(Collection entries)
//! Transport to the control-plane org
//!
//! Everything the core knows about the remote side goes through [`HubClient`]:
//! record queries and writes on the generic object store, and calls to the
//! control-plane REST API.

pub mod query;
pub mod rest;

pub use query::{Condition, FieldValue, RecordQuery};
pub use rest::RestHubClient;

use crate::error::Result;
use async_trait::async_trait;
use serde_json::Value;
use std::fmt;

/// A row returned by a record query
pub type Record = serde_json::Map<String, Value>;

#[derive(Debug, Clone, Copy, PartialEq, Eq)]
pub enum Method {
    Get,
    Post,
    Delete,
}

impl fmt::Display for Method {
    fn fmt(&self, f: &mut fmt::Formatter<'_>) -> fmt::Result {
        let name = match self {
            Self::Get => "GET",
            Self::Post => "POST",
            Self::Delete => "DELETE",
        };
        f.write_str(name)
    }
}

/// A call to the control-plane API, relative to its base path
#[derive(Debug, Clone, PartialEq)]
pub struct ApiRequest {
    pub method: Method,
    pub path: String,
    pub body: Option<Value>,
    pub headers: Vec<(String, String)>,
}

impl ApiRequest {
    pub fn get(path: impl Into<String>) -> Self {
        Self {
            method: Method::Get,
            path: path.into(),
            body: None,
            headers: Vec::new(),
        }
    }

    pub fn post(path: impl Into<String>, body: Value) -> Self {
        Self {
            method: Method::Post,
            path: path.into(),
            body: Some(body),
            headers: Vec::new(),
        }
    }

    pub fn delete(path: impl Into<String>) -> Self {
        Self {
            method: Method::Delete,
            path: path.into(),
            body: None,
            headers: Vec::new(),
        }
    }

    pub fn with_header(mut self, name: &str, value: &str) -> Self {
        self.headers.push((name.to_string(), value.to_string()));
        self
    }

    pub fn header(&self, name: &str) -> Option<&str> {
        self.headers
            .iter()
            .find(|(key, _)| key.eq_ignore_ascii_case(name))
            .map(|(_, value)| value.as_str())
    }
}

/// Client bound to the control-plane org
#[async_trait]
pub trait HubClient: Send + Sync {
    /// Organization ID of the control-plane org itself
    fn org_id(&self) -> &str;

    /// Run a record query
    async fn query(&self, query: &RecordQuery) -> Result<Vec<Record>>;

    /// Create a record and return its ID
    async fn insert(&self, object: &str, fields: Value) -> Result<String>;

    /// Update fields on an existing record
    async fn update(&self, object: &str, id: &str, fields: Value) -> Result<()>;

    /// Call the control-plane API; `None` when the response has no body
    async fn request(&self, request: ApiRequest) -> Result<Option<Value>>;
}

==

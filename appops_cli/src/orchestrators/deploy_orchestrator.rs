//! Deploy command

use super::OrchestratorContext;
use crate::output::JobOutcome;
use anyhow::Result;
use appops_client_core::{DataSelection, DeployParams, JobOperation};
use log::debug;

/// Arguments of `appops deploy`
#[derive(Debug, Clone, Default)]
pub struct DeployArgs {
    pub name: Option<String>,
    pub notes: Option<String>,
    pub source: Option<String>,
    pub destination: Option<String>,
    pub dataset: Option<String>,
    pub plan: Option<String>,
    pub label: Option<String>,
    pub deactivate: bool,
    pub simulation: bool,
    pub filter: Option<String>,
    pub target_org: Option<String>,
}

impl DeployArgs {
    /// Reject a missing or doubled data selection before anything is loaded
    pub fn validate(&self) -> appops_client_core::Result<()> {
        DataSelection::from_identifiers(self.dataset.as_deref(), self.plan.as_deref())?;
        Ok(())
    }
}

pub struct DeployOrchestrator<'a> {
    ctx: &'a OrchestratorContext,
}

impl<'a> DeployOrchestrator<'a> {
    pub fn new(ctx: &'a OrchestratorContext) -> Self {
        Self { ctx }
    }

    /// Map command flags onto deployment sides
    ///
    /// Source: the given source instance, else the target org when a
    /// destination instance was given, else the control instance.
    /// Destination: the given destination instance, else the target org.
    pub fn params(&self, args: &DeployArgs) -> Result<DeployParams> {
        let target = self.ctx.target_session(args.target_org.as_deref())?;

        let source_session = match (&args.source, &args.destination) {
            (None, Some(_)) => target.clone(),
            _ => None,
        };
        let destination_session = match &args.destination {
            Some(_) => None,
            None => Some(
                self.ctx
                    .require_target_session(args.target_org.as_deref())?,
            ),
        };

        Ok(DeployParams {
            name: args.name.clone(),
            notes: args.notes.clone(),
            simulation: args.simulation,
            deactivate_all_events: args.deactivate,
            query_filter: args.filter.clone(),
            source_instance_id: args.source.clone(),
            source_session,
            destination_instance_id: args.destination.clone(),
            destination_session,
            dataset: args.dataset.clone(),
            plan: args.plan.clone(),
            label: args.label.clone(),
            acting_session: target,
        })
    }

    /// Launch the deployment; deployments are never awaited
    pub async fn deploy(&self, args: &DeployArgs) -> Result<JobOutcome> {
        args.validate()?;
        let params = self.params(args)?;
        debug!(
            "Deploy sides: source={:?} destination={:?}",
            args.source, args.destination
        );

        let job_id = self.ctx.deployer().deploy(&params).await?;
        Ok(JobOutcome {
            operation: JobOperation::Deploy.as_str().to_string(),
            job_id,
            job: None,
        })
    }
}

**Work to complete:**
For each line of the entries that contains the word "struct", make a copy.

**Exercise output:**
pub struct ApiRequest {
pub struct DeployArgs {
pub struct DeployOrchestrator<'a> {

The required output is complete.